After the opening session, the talks will be conducted on a twin track basis for two weeks. Taylor's representatives and the rebels will discuss a ceasefire agreement at Akosombo, 100 km north of Accra. The other participants will meet in the nearby township of Akuse, 20 km west, to attempt to reach a consensus on the conduct of free and fair elections in Liberia.

"We are hopeful for this meeting, otherwise we would not even start," Nana Addo Dankwa Akufo-Addo said. "It is unacceptable that a nation of 2.5 million people can destabilize a region of 250 million people. This is an opportunity to solve the problem because both parties are willing to talk without preconditions."

Meanwhile representatives of six Liberian civil society groups who arrived in Ghana for the talks, told reporters that they would initiate civil disobedience in Liberia should the warring parties fail to compromise during the talks.

"Our position is clear....they must return with a message of peace, effect an immediate ceasefire and allow normal governance to return to Liberia," Frederick Baye of the Liberian Patriotic Consciousness Association said. "Anything short of that, in our search for peace, we will start civil disobedience in both government and rebel-held areas that will make Liberia ungovernable."

Bobby Livingstone of the Citizen's Action Committee told IRIN: "Monrovia alone has about 65,000 displaced people who live in appalling conditions. This should compel all the warring factions to seek peace and create an enabling environment for peace to return to Liberia."

Nathaniel Mcgill of the Students' Progressive Revolutionary Council said: "Peace in Liberia is not who becomes next the President. Today, Taylor might resign but that does not solve the conflict. Lasting peace will only come when all the warring parties truly reconcile first. Then, they must also be prepared to make concessions at the talks."

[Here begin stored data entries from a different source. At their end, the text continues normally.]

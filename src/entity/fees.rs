//! 费用实体

use sea_orm::entity::prelude::*;

#[derive(Clone, Debug, PartialEq, DeriveEntityModel)]
#[sea_orm(table_name = "fees")]
pub struct Model {
    #[sea_orm(primary_key)]
    pub id: i64,
    pub student_id: i64,
    pub amount: f64,
    pub due_date: Date,
    pub is_paid: bool,
    pub payment_date: Option<Date>,
    pub created_at: i64,
    pub updated_at: i64,
}

#[derive(Copy, Clone, Debug, EnumIter, DeriveRelation)]
pub enum Relation {
    #[sea_orm(
        belongs_to = "super::students::Entity",
        from = "Column::StudentId",
        to = "super::students::Column::Id"
    )]
    Student,
}

impl Related<super::students::Entity> for Entity {
    fn to() -> RelationDef {
        Relation::Student.def()
    }
}

impl ActiveModelBehavior for ActiveModel {}

impl Model {
    pub fn into_fee(self) -> crate::models::fees::entities::Fee {
        crate::models::fees::entities::Fee {
            id: self.id,
            student_id: self.student_id,
            amount: self.amount,
            due_date: self.due_date,
            is_paid: self.is_paid,
            payment_date: self.payment_date,
            created_at: super::from_timestamp(self.created_at),
            updated_at: super::from_timestamp(self.updated_at),
        }
    }
}
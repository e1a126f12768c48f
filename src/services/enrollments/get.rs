use actix_web::{HttpRequest, HttpResponse, Result as ActixResult};

use super::EnrollmentService;
use crate::models::ApiResponse;
use crate::services::common::{not_found, row_scope};

pub async fn get_enrollment(
    service: &EnrollmentService,
    id: i64,
    request: &HttpRequest,
) -> ActixResult<HttpResponse> {
    let storage = service.get_storage(request);
    let scope = row_scope(&storage, request).await?;

    match storage
        .get_enrollment_by_id(id)
        .await?
        .filter(|enrollment| scope.permits(Some(enrollment.student_id)))
    {
        Some(enrollment) => Ok(HttpResponse::Ok().json(ApiResponse::success(
            enrollment,
            "Enrollment retrieved successfully",
        ))),
        None => Ok(not_found("Enrollment")),
    }
}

The civil society groups urged the international community especially the US to take a more active role in ending the conflict. "If the international community wants peace in Liberia, they should bring pressure to bear on Guinea and Cote d'Ivoire to stop supplying the rebels. This is a sure guarantee for peace to return to Liberia," they said.

The talks are the latest attempt to pacify war-torn Liberia where fighting between the government, LURD and MODEL has displaced hundreds of thousands of people. At least 70 percent of the country is inaccessible to aid workers. The European Union gave some US $352,000 while the United Nations gave $150,000 for the talks.